╔══

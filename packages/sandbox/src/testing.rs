// ABOUTME: Recording in-memory runtime used by unit tests in place of a Docker daemon
// ABOUTME: Keeps container state and an ordered call log for ordering and idempotence assertions

use crate::runtime::{
    BuildLog, BuildSpec, ContainerState, CreateSpec, ExecOutcome, ExecSpec, LogStream,
    NetworkMode, Runtime, RuntimeError, RuntimeResult, StartSpec,
};
use async_trait::async_trait;
use futures::StreamExt;
use std::collections::{HashMap, HashSet};
use std::sync::Mutex;
use tokio_util::sync::CancellationToken;

#[derive(Debug, Clone, PartialEq, Eq)]
pub enum Call {
    Version,
    Build(String),
    Create { name: String, network: NetworkMode },
    Start(String),
    Kill(String),
    Remove(String),
    Inspect(String),
    Logs { id: String, follow: bool },
    Exec(String),
    Download { id: String, path: String },
}

#[derive(Debug, Clone)]
pub struct FakeContainer {
    pub name: String,
    pub running: bool,
    pub spec: CreateSpec,
}

#[derive(Default)]
pub(crate) struct Inner {
    calls: Vec<Call>,
    containers: HashMap<String, FakeContainer>,
    removed: Vec<String>,
    images: HashSet<String>,
    next_id: u32,
}

pub struct FakeRuntime {
    pub(crate) inner: Mutex<Inner>,
    pub version: String,
    pub fail_build: bool,
    /// Container names starting with this prefix fail to create
    pub fail_create: Option<String>,
    /// Cancelled while a create call is in flight
    pub cancel_on_create: Option<CancellationToken>,
    pub exec_exit_code: i64,
    /// Every remove call fails with an API error
    pub fail_remove: bool,
    pub log_lines: Vec<String>,
    /// Paths that resolve inside every container, mapped to file contents
    pub files: HashMap<String, Vec<u8>>,
}

impl Default for FakeRuntime {
    fn default() -> Self {
        Self {
            inner: Mutex::new(Inner::default()),
            version: "24.0.7".to_string(),
            fail_build: false,
            fail_create: None,
            cancel_on_create: None,
            exec_exit_code: 0,
            fail_remove: false,
            log_lines: vec!["line one".to_string(), "line two".to_string()],
            files: HashMap::new(),
        }
    }
}

impl FakeRuntime {
    pub fn new() -> Self {
        Self::default()
    }

    pub fn calls(&self) -> Vec<Call> {
        self.inner.lock().unwrap().calls.clone()
    }

    pub fn remote_call_count(&self) -> usize {
        self.inner.lock().unwrap().calls.len()
    }

    pub fn containers(&self) -> Vec<FakeContainer> {
        self.inner.lock().unwrap().containers.values().cloned().collect()
    }

    pub fn container(&self, id: &str) -> Option<FakeContainer> {
        self.inner.lock().unwrap().containers.get(id).cloned()
    }

    pub fn removed(&self) -> Vec<String> {
        self.inner.lock().unwrap().removed.clone()
    }

    pub fn images(&self) -> HashSet<String> {
        self.inner.lock().unwrap().images.clone()
    }

    pub fn add_image(&self, image: &str) {
        self.inner.lock().unwrap().images.insert(image.to_string());
    }

    /// Mark a container as stopped out of band
    pub fn stop_out_of_band(&self, id: &str) {
        if let Some(container) = self.inner.lock().unwrap().containers.get_mut(id) {
            container.running = false;
        }
    }

    /// Remove a container out of band, as another client would
    pub fn remove_out_of_band(&self, id: &str) {
        self.inner.lock().unwrap().containers.remove(id);
    }

    /// Index of the first call matching the predicate
    pub fn position(&self, predicate: impl Fn(&Call) -> bool) -> Option<usize> {
        self.calls().iter().position(predicate)
    }

    fn record(&self, call: Call) {
        self.inner.lock().unwrap().calls.push(call);
    }
}

#[async_trait]
impl Runtime for FakeRuntime {
    fn host(&self) -> &str {
        "127.0.0.1"
    }

    async fn version(&self) -> RuntimeResult<String> {
        self.record(Call::Version);
        Ok(self.version.clone())
    }

    async fn build_image(&self, spec: &BuildSpec, context: Vec<u8>) -> RuntimeResult<BuildLog> {
        self.record(Call::Build(spec.tag.clone()));
        assert!(!context.is_empty(), "build context must not be empty");

        if self.fail_build {
            return Ok(BuildLog {
                lines: vec!["Step 1 : FROM base".to_string()],
                error: Some("Could not build 032b8b2855fc".to_string()),
            });
        }

        self.add_image(&spec.tag);
        Ok(BuildLog {
            lines: vec![
                "Step 1 : FROM base".to_string(),
                "Successfully built 032b8b2855fc".to_string(),
            ],
            error: None,
        })
    }

    async fn create_container(&self, spec: &CreateSpec) -> RuntimeResult<String> {
        self.record(Call::Create {
            name: spec.name.clone(),
            network: spec.network.clone(),
        });

        if let Some(prefix) = &self.fail_create {
            if spec.name.starts_with(prefix) {
                return Err(RuntimeError::Api(format!("cannot create {}", spec.name)));
            }
        }

        let mut inner = self.inner.lock().unwrap();
        if !inner.images.contains(&spec.image) {
            return Err(RuntimeError::NotFound(format!("No such image: {}", spec.image)));
        }
        if let NetworkMode::Container(peer) = &spec.network {
            if !inner.containers.contains_key(peer) {
                return Err(RuntimeError::NotFound(format!("No such container: {}", peer)));
            }
        }

        inner.next_id += 1;
        let id = format!("fake-{}", inner.next_id);
        inner.containers.insert(
            id.clone(),
            FakeContainer {
                name: spec.name.clone(),
                running: false,
                spec: spec.clone(),
            },
        );
        drop(inner);

        // The interrupt lands while the call is still outstanding
        if let Some(token) = &self.cancel_on_create {
            token.cancel();
        }

        Ok(id)
    }

    async fn start_container(&self, id: &str, _spec: &StartSpec) -> RuntimeResult<()> {
        self.record(Call::Start(id.to_string()));
        let mut inner = self.inner.lock().unwrap();
        match inner.containers.get_mut(id) {
            Some(container) => {
                container.running = true;
                Ok(())
            }
            None => Err(RuntimeError::NotFound(id.to_string())),
        }
    }

    async fn kill_container(&self, id: &str) -> RuntimeResult<()> {
        self.record(Call::Kill(id.to_string()));
        let mut inner = self.inner.lock().unwrap();
        match inner.containers.get_mut(id) {
            Some(container) if container.running => {
                container.running = false;
                Ok(())
            }
            Some(_) => Err(RuntimeError::NotRunning(id.to_string())),
            None => Err(RuntimeError::NotFound(id.to_string())),
        }
    }

    async fn remove_container(&self, id: &str) -> RuntimeResult<()> {
        self.record(Call::Remove(id.to_string()));
        if self.fail_remove {
            return Err(RuntimeError::Api(format!("cannot remove {}", id)));
        }
        let mut inner = self.inner.lock().unwrap();
        match inner.containers.remove(id) {
            Some(_) => {
                inner.removed.push(id.to_string());
                Ok(())
            }
            None => Err(RuntimeError::NotFound(id.to_string())),
        }
    }

    async fn inspect_container(&self, id: &str) -> RuntimeResult<ContainerState> {
        self.record(Call::Inspect(id.to_string()));
        let inner = self.inner.lock().unwrap();
        inner
            .containers
            .get(id)
            .map(|c| ContainerState {
                running: Some(c.running),
                status: Some(if c.running { "running" } else { "exited" }.to_string()),
                exit_code: None,
            })
            .ok_or_else(|| RuntimeError::NotFound(id.to_string()))
    }

    fn logs(&self, id: &str, follow: bool) -> LogStream {
        self.record(Call::Logs {
            id: id.to_string(),
            follow,
        });
        let lines: Vec<RuntimeResult<String>> = self.log_lines.iter().cloned().map(Ok).collect();
        futures::stream::iter(lines).boxed()
    }

    async fn exec(&self, id: &str, spec: &ExecSpec) -> RuntimeResult<ExecOutcome> {
        self.record(Call::Exec(id.to_string()));
        let inner = self.inner.lock().unwrap();
        match inner.containers.get(id) {
            Some(c) if c.running => Ok(ExecOutcome {
                exit_code: Some(self.exec_exit_code),
                running: false,
                stdout: spec.command.join(" ").into_bytes(),
                stderr: Vec::new(),
            }),
            Some(_) => Err(RuntimeError::NotRunning(id.to_string())),
            None => Err(RuntimeError::NotFound(id.to_string())),
        }
    }

    async fn download(&self, id: &str, path: &str) -> RuntimeResult<Vec<u8>> {
        self.record(Call::Download {
            id: id.to_string(),
            path: path.to_string(),
        });

        if !self.inner.lock().unwrap().containers.contains_key(id) {
            return Err(RuntimeError::NotFound(id.to_string()));
        }
        let contents = self
            .files
            .get(path)
            .ok_or_else(|| RuntimeError::NotFound(format!("Could not find the file {}", path)))?;

        let name = path.rsplit('/').next().unwrap_or(path);
        let mut builder = tar::Builder::new(Vec::new());
        let mut header = tar::Header::new_gnu();
        header.set_size(contents.len() as u64);
        header.set_mode(0o644);
        header.set_cksum();
        builder
            .append_data(&mut header, name, contents.as_slice())
            .map_err(|e| RuntimeError::Api(e.to_string()))?;
        builder
            .into_inner()
            .map_err(|e| RuntimeError::Api(e.to_string()))
    }
}
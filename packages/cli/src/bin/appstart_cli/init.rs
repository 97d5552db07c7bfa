// ABOUTME: `appstart init` builds the devappserver base image
// ABOUTME: Locates the Cloud SDK from PATH unless a root is given

use anyhow::{Context, Result};
use appstart_sandbox::base_image::{build_base_image, sdk_root_from_env};
use appstart_sandbox::{DockerRuntime, DEVAPPSERVER_IMAGE};
use clap::Args;
use colored::*;
use std::path::PathBuf;

#[derive(Args, Debug)]
pub struct InitArgs {
    /// Root of the Cloud SDK (default: found through PATH)
    #[arg(long, env = "APPSTART_SDK_ROOT")]
    pub sdk_root: Option<PathBuf>,
}

pub async fn execute(args: InitArgs) -> Result<()> {
    let sdk_root = match args.sdk_root {
        Some(root) => root,
        None => sdk_root_from_env()?,
    };

    let runtime = DockerRuntime::connect().context("Failed to connect to Docker")?;
    build_base_image(&runtime, &sdk_root)
        .await
        .with_context(|| format!("Failed to build {}", DEVAPPSERVER_IMAGE))?;

    println!(
        "{} {}",
        "✓".green(),
        format!("Built {}", DEVAPPSERVER_IMAGE).bold()
    );
    Ok(())
}
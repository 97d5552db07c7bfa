// ABOUTME: Interrupt handling scoped to sandbox construction
// ABOUTME: Ctrl-C only cancels a token; SIGINT goes back to terminating the process once no guard is alive

use std::sync::atomic::{AtomicBool, Ordering};
use std::sync::{Arc, Mutex, OnceLock};
use tokio::task::JoinHandle;
use tokio_util::sync::CancellationToken;
use tracing::{debug, warn};

/// Whether SIGINT currently takes its default action
///
/// Tokio's signal listener stays registered for the life of the process, so
/// a permanent action emulates the default disposition whenever no guard is
/// alive.
struct SigintDisposition {
    guards: Mutex<usize>,
    restore_default: Arc<AtomicBool>,
}

impl SigintDisposition {
    fn new() -> Self {
        Self {
            guards: Mutex::new(0),
            restore_default: Arc::new(AtomicBool::new(true)),
        }
    }

    fn acquire(&self) {
        let mut guards = self.guards.lock().unwrap_or_else(|e| e.into_inner());
        *guards += 1;
        self.restore_default.store(false, Ordering::SeqCst);
    }

    fn release(&self) {
        let mut guards = self.guards.lock().unwrap_or_else(|e| e.into_inner());
        *guards = guards.saturating_sub(1);
        if *guards == 0 {
            self.restore_default.store(true, Ordering::SeqCst);
        }
    }

    fn default_restored(&self) -> bool {
        self.restore_default.load(Ordering::SeqCst)
    }
}

fn sigint_disposition() -> &'static SigintDisposition {
    static DISPOSITION: OnceLock<SigintDisposition> = OnceLock::new();
    DISPOSITION.get_or_init(|| {
        let disposition = SigintDisposition::new();
        register_default_action(disposition.restore_default.clone());
        disposition
    })
}

#[cfg(unix)]
fn register_default_action(condition: Arc<AtomicBool>) {
    use signal_hook::consts::SIGINT;

    if let Err(e) = signal_hook::flag::register_conditional_default(SIGINT, condition) {
        warn!("Unable to restore the default interrupt action: {}", e);
    }
}

#[cfg(not(unix))]
fn register_default_action(_condition: Arc<AtomicBool>) {}

/// True when SIGINT would terminate the process
pub fn default_interrupt_restored() -> bool {
    sigint_disposition().default_restored()
}

/// Listens for Ctrl-C while alive and records it on a cancellation token
///
/// Dropping the last live guard stops listening and gives SIGINT its default
/// action back. The token itself is never reset.
pub struct InterruptGuard {
    token: CancellationToken,
    listener: JoinHandle<()>,
}

impl InterruptGuard {
    /// Start listening; must be called from within a tokio runtime
    pub fn install(token: CancellationToken) -> Self {
        sigint_disposition().acquire();

        let watched = token.clone();
        let listener = tokio::spawn(async move {
            tokio::select! {
                result = tokio::signal::ctrl_c() => match result {
                    Ok(()) => {
                        warn!("Interrupt received; the sandbox will be cleaned up");
                        watched.cancel();
                    }
                    Err(e) => warn!("Unable to listen for interrupts: {}", e),
                },
                _ = watched.cancelled() => debug!("Interrupt listener stopped by cancellation"),
            }
        });

        Self { token, listener }
    }

    pub fn token(&self) -> &CancellationToken {
        &self.token
    }

    pub fn is_listening(&self) -> bool {
        !self.listener.is_finished()
    }
}

impl Drop for InterruptGuard {
    fn drop(&mut self) {
        self.listener.abort();
        sigint_disposition().release();
    }
}
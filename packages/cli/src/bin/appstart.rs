// ABOUTME: Entry point for the appstart command line tool
// ABOUTME: Parses arguments, installs logging and dispatches to run or init

use clap::{Parser, Subcommand};
use colored::*;
use std::process;

mod appstart_cli;

use appstart_cli::init::InitArgs;
use appstart_cli::run::RunArgs;

#[derive(Parser)]
#[command(name = "appstart")]
#[command(about = "Run an application and its API server in local containers. \
If using for the first time, run 'appstart init' to build the devappserver base image.")]
#[command(version)]
struct Cli {
    #[command(subcommand)]
    command: Commands,
}

#[derive(Subcommand)]
enum Commands {
    /// Build and run the application sandbox until interrupted
    Run(RunArgs),
    /// Build the devappserver base image from a local Cloud SDK
    Init(InitArgs),
}

fn init_logging() {
    tracing_subscriber::fmt()
        .with_env_filter(
            tracing_subscriber::EnvFilter::try_from_default_env()
                .unwrap_or_else(|_| tracing_subscriber::EnvFilter::new("info")),
        )
        .with_target(false)
        .compact()
        .init();
}

#[tokio::main]
async fn main() {
    let cli = Cli::parse();
    init_logging();

    let result = match cli.command {
        Commands::Run(args) => appstart_cli::run::execute(args).await,
        Commands::Init(args) => appstart_cli::init::execute(args).await,
    };

    if let Err(e) = result {
        eprintln!("{} {:#}", "Error:".red().bold(), e);
        process::exit(1);
    }
}
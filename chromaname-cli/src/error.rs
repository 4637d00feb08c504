//! CLI error type.

use std::fmt;
use std::io;
use std::path::PathBuf;

use chromaname::config::ConfigError;
use chromaname::frame::FrameError;
use chromaname::logging::LoggingError;
use chromaname::palette::PaletteError;

/// Errors reported by CLI commands. `main` prints them and exits with
/// status 1.
#[derive(Debug)]
pub enum CliError {
    /// Configuration problem (unknown key, invalid value, unreadable file).
    Config(String),

    /// A file could not be read or written.
    Io { path: PathBuf, source: io::Error },

    /// The frame could not be decoded.
    Frame(FrameError),

    /// The palette could not be loaded.
    Palette(PaletteError),

    /// The decoded image could not be written.
    Image(image::ImageError),

    /// Logging could not be set up.
    Logging(LoggingError),

    /// A command-line argument has an invalid value.
    InvalidArgument(String),
}

impl CliError {
    pub fn io(path: impl Into<PathBuf>, source: io::Error) -> Self {
        CliError::Io {
            path: path.into(),
            source,
        }
    }
}

impl fmt::Display for CliError {
    fn fmt(&self, f: &mut fmt::Formatter<'_>) -> fmt::Result {
        match self {
            CliError::Config(msg) => write!(f, "Configuration error: {}", msg),
            CliError::Io { path, source } => write!(f, "{}: {}", path.display(), source),
            CliError::Frame(e) => write!(f, "Failed to decode frame: {}", e),
            CliError::Palette(e) => write!(f, "{}", e),
            CliError::Image(e) => write!(f, "Failed to write image: {}", e),
            CliError::Logging(e) => write!(f, "{}", e),
            CliError::InvalidArgument(msg) => write!(f, "Invalid argument: {}", msg),
        }
    }
}

impl std::error::Error for CliError {
    fn source(&self) -> Option<&(dyn std::error::Error + 'static)> {
        match self {
            CliError::Io { source, .. } => Some(source),
            CliError::Frame(e) => Some(e),
            CliError::Palette(e) => Some(e),
            CliError::Image(e) => Some(e),
            CliError::Logging(e) => Some(e),
            CliError::Config(_) | CliError::InvalidArgument(_) => None,
        }
    }
}

impl From<ConfigError> for CliError {
    fn from(e: ConfigError) -> Self {
        CliError::Config(e.to_string())
    }
}

impl From<FrameError> for CliError {
    fn from(e: FrameError) -> Self {
        CliError::Frame(e)
    }
}

impl From<PaletteError> for CliError {
    fn from(e: PaletteError) -> Self {
        CliError::Palette(e)
    }
}

impl From<image::ImageError> for CliError {
    fn from(e: image::ImageError) -> Self {
        CliError::Image(e)
    }
}

impl From<LoggingError> for CliError {
    fn from(e: LoggingError) -> Self {
        CliError::Logging(e)
    }
}
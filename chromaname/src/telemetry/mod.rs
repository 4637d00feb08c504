//! Classifier telemetry.
//!
//! Lock-free counters updated from the frame producer and from touch
//! handlers, plus a point-in-time copy for display.
//!
//! ```text
//! decode_frame ──┐
//!                ├──► ClassifierMetrics ──► TelemetrySnapshot ──► CLI / logs
//! classify_point ┘    (atomic counters)     (plain copy)
//! ```
//!
//! # Example
//!
//! ```
//! use chromaname::telemetry::ClassifierMetrics;
//!
//! let metrics = ClassifierMetrics::new();
//! metrics.frame_decoded();
//! metrics.pixels_sampled(314, 0);
//! metrics.classified(true);
//!
//! let snapshot = metrics.snapshot();
//! assert_eq!(snapshot.frames_decoded, 1);
//! assert_eq!(snapshot.classifications, 1);
//! ```

mod metrics;
mod snapshot;

pub use metrics::ClassifierMetrics;
pub use snapshot::TelemetrySnapshot;
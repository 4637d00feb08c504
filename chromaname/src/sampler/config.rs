//! Sampler tuning parameters.

/// Default scan radius in display pixels.
pub const DEFAULT_RADIUS: u32 = 20;

/// Default maximum channel spread for a color to count as gray.
pub const DEFAULT_TOLERANCE: u8 = 50;

/// Default amount added to every channel before gray classification.
pub const DEFAULT_BRIGHTNESS: u8 = 60;

/// Configuration for neighborhood sampling.
#[derive(Debug, Clone, Copy, PartialEq, Eq)]
pub struct SamplerConfig {
    /// Radius of the sampled disk. The scanned box spans `radius / 2` on
    /// each side of the center.
    pub radius: u32,

    /// Gray threshold for `|R - G|` and `|R - B|`.
    pub tolerance: u8,

    /// Brightening applied before classification.
    pub brightness: u8,
}

impl Default for SamplerConfig {
    fn default() -> Self {
        Self {
            radius: DEFAULT_RADIUS,
            tolerance: DEFAULT_TOLERANCE,
            brightness: DEFAULT_BRIGHTNESS,
        }
    }
}

impl SamplerConfig {
    /// Set the scan radius.
    pub fn with_radius(mut self, radius: u32) -> Self {
        self.radius = radius;
        self
    }

    /// Set the gray tolerance.
    pub fn with_tolerance(mut self, tolerance: u8) -> Self {
        self.tolerance = tolerance;
        self
    }

    /// Set the brightening amount.
    pub fn with_brightness(mut self, brightness: u8) -> Self {
        self.brightness = brightness;
        self
    }
}
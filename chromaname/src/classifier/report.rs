//! Detailed result of classifying one touch point.

use std::fmt;

use serde::Serialize;

use crate::color::Rgb;
use crate::sampler::ScanRegion;

/// Everything the classifier learned about a touch point.
///
/// `name` is the answer [`super::ColorClassifier::classify_point`] returns;
/// the remaining fields are diagnostics and overlay data for a host UI.
#[derive(Debug, Clone, PartialEq, Eq, Serialize)]
pub struct PointReport {
    pub x: u32,
    pub y: u32,

    /// Orientation in degrees, `None` when unset.
    pub rotation: Option<u32>,

    /// Sequence number of the frame that was inspected.
    pub frame: u64,

    /// The single pixel under the touch point.
    pub touched: Option<Rgb>,
    pub touched_name: Option<String>,

    /// Dominant color of the neighborhood.
    pub dominant: Option<Rgb>,
    pub name: Option<String>,
    /// Distance from `dominant` to the named palette color.
    pub distance: Option<u32>,

    pub region: ScanRegion,
    pub sampled: usize,
}

fn or_dash<T: fmt::Display>(value: &Option<T>) -> String {
    value
        .as_ref()
        .map_or_else(|| "-".to_string(), ToString::to_string)
}

impl fmt::Display for PointReport {
    fn fmt(&self, f: &mut fmt::Formatter<'_>) -> fmt::Result {
        writeln!(f, "Point:        ({}, {})", self.x, self.y)?;
        writeln!(
            f,
            "Rotation:     {}",
            self.rotation
                .map_or_else(|| "unset".to_string(), |d| format!("{}°", d))
        )?;
        writeln!(f, "Frame:        #{}", self.frame)?;
        writeln!(
            f,
            "Touched:      {} ({})",
            or_dash(&self.touched),
            or_dash(&self.touched_name)
        )?;
        writeln!(
            f,
            "Dominant:     {} ({}, distance {})",
            or_dash(&self.dominant),
            or_dash(&self.name),
            or_dash(&self.distance)
        )?;
        write!(
            f,
            "Scan region:  x [{}, {}) y [{}, {}), radius {}, {} pixels",
            self.region.min_x,
            self.region.max_x,
            self.region.min_y,
            self.region.max_y,
            self.region.radius,
            self.sampled
        )
    }
}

╚══

Look through the entries above and find each line where the word "images" occurs; copy those lines.

    images: HashSet<String>,
    pub fn images(&self) -> HashSet<String> {
        self.inner.lock().unwrap().images.clone()
        self.inner.lock().unwrap().images.insert(image.to_string());
        if !inner.images.contains(&spec.image) {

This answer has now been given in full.